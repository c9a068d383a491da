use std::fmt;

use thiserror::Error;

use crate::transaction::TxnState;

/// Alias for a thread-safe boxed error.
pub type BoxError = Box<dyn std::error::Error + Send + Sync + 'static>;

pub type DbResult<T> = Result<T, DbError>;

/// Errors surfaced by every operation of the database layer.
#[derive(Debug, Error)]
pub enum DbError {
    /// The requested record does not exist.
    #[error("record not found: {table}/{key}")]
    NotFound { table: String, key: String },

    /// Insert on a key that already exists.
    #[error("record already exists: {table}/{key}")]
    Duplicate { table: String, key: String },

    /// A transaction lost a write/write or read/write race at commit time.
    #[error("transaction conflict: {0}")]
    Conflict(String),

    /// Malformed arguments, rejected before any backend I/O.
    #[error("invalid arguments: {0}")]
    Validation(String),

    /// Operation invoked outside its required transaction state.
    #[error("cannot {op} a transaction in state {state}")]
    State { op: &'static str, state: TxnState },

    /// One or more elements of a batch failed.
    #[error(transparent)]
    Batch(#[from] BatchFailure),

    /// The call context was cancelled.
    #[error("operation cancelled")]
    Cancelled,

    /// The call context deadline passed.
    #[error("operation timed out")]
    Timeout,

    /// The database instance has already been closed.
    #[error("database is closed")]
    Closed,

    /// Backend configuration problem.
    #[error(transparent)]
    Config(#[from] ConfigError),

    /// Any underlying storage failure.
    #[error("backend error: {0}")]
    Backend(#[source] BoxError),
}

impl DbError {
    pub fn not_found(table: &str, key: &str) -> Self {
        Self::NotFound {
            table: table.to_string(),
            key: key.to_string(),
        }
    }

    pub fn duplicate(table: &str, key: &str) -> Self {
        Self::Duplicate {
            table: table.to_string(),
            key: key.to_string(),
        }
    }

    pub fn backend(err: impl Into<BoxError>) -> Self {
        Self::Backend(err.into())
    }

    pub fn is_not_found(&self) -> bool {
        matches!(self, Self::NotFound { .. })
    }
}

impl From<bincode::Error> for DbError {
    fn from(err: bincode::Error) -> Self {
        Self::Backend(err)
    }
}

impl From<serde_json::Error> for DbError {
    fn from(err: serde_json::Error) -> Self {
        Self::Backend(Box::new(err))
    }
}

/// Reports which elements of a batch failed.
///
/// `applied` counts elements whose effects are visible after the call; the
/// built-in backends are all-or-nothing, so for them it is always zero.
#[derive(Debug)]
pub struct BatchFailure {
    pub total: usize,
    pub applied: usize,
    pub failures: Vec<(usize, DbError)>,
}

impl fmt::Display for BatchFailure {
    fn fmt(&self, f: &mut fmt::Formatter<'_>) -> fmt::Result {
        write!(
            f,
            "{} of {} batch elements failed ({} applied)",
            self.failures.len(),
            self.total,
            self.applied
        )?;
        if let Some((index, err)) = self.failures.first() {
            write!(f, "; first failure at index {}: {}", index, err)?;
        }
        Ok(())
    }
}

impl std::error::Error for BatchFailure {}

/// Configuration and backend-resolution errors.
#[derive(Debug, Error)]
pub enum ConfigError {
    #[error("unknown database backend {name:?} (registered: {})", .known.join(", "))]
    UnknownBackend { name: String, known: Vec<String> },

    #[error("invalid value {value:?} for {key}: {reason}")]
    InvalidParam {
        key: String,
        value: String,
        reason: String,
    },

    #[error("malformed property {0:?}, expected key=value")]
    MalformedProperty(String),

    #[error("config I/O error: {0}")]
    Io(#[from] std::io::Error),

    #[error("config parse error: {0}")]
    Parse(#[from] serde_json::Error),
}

§ **Work to complete**:
A complete answer lists each line of the data that holds the word "enum".

§ **Task result**:
pub enum DbError {
pub enum ConfigError {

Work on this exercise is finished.